The Standard and Poor’s 500 (more commonly known as the S&P 500) is a stock market index that tracks the performance of 500 large companies listed on U.S. based stock exchanges. The S&P 500 is by far one of the most commonly recognized and followed indexes.
What Companies are Included?
The S&P 500 includes companies across 11 sectors to offer a picture of the health of the U.S. stock market and the broader economy. To be eligible to be included in the S&P 500, companies must meet the following criteria:
- Have a market capitalization of at least $8.2 billion
- Be based in the U.S.
- Be structured as a corporation and offer common stock
- Be listed on an eligible U.S. exchange
- Have positive as-reported earnings over the most recent quarter (in addition to the four recent quarters when added together)
There are other factors as well, but these are the main considerations.
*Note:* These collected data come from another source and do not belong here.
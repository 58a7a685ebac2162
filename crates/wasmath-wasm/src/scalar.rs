//! Sentinel exports.

use wasmath_core::{approximation, arithmetic, primes, sequences};

/// `a + b`, wrapping on overflow.
#[no_mangle]
pub extern "C" fn add(a: i32, b: i32) -> i32 {
    arithmetic::add(a, b)
}

/// `a - b`, wrapping on overflow.
#[no_mangle]
pub extern "C" fn subtract(a: i32, b: i32) -> i32 {
    arithmetic::subtract(a, b)
}

/// `a * b`, wrapping on overflow.
#[no_mangle]
pub extern "C" fn multiply(a: i32, b: i32) -> i32 {
    arithmetic::multiply(a, b)
}

/// Truncating `a / b`; `0` when `b == 0`.
#[no_mangle]
pub extern "C" fn divide(a: i32, b: i32) -> i32 {
    arithmetic::divide(a, b)
}

/// `n!`; `1` for `n <= 1`.
#[no_mangle]
pub extern "C" fn factorial(n: i32) -> i32 {
    sequences::factorial(n)
}

/// `F(n)`; `n` for `n <= 1`.
#[no_mangle]
pub extern "C" fn fibonacci(n: i32) -> i32 {
    sequences::fibonacci(n)
}

/// `1` if `n` is prime, else `0`.
#[no_mangle]
pub extern "C" fn isPrime(n: i32) -> i32 {
    primes::is_prime_flag(n)
}

/// Number of primes in `2..=max`.
#[no_mangle]
pub extern "C" fn countPrimes(max: i32) -> i32 {
    primes::count_primes(max)
}

/// Newton square root; `-1.0` for negative input.
#[no_mangle]
pub extern "C" fn sqrt_approx(x: f64) -> f64 {
    approximation::sqrt_approx(x)
}
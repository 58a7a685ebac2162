//! Checked exports.
//!
//! Each function returns an [`ErrorCode`](crate::ErrorCode) as `i32` and, on success only,
//! writes its result through the `out` pointer.

use crate::error::write_result;
use wasmath_core::{approximation, arithmetic, sequences};

/// Truncating `a / b` into `*out`.
///
/// Fails with `DivisionByZero` or `Overflow`.
///
/// # Safety
///
/// `out` must be null or valid for writing an `i32`.
#[no_mangle]
pub unsafe extern "C" fn try_divide(a: i32, b: i32, out: *mut i32) -> i32 {
    unsafe { write_result(arithmetic::checked_divide(a, b), out) }
}

/// `n!` into `*out` for `0 <= n <= 12`.
///
/// # Safety
///
/// `out` must be null or valid for writing an `i32`.
#[no_mangle]
pub unsafe extern "C" fn try_factorial(n: i32, out: *mut i32) -> i32 {
    unsafe { write_result(sequences::checked_factorial(n), out) }
}

/// `F(n)` into `*out` for `0 <= n <= 46`.
///
/// # Safety
///
/// `out` must be null or valid for writing an `i32`.
#[no_mangle]
pub unsafe extern "C" fn try_fibonacci(n: i32, out: *mut i32) -> i32 {
    unsafe { write_result(sequences::checked_fibonacci(n), out) }
}

/// Newton square root into `*out`.
///
/// Fails with `NegativeInput` or `NonFiniteInput`, and with
/// `DidNotConverge` when the iteration cap is hit.
///
/// # Safety
///
/// `out` must be null or valid for writing an `f64`.
#[no_mangle]
pub unsafe extern "C" fn try_sqrt_approx(x: f64, out: *mut f64) -> i32 {
    unsafe { write_result(approximation::try_sqrt_approx(x), out) }
}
Because of this strict criteria, only the most prominent and stable U.S. companies can be included in the S&P 500, which is one of the reasons many investors flock to this index – for its strength and diversification. The list of the companies included in the S&P 500 is reviewed and updated quarterly.
What does the S&P 500 Measure?
As noted, the S&P 500 tracks the market capitalization of the roughly 500 companies included in the index, measuring the value of the stock of those companies. In case you’re not familiar, market capitalization is calculated by multiplying the number of shares a company has outstanding by its current stock price (for example, if a company has 1 million shares currently held by its shareholders and the share price is $5, the company’s market cap would be $5 million).
The value of the S&P is calculated based on the market cap of each company that’s included and it’s adjusted to consider the number of shares that are traded publicly. The companies that are included are given a specific weighting in the S&P 500 based on the company’s individual market capitalization divided by the S&P 500’s total market capitalization. This means that companies with larger market caps are weighted more heavily than companies with smaller market caps.
Can I Invest in the S&P 500?
Yes! Although you can’t buy just the S&P 500, you can purchase index funds that track the S&P 500. When you invest in an index fund that tracks the S&P 500, you’re investing in the same holdings of that specific index which means that you’re diversified amongst the companies that it holds.
Consistently investing in the S&P 500 is one of the best ways to get started in investing and it’s also one of the most cited methods for buildings long-term wealth through a diversified portfolio. Two examples of index funds that track the S&P 500 include VFV & VOO (VFV is Canadian and VOO is its U.S. counterpart. Click here to learn more about VFV & VOO).
What is the Average Return of the S&P 500?
Since its inception in 1957, the S&P 500 has had an average annual total return of approximately 10%, which includes dividend yield as well (not adjusted for inflation). Although this sounds great and has been lucrative for investors, this does not mean that it was a linear 10% per year. Rather, there are years where the S&P 500 has been down and others were it has rallied significantly. Short term there will be ups and downs, but over the long term the S&P 500 has been a consistent “up and to the right” investment.
Understanding that there will be short term turbulence at times (think the market crash of 2008…) is important for investors as investing in the S&P requires a long term horizon and a willingness to accept market volatility. There will be corrections, bear markets and so on, so it’s important to remain principled and think long term (depending on your investment horizon, of course!).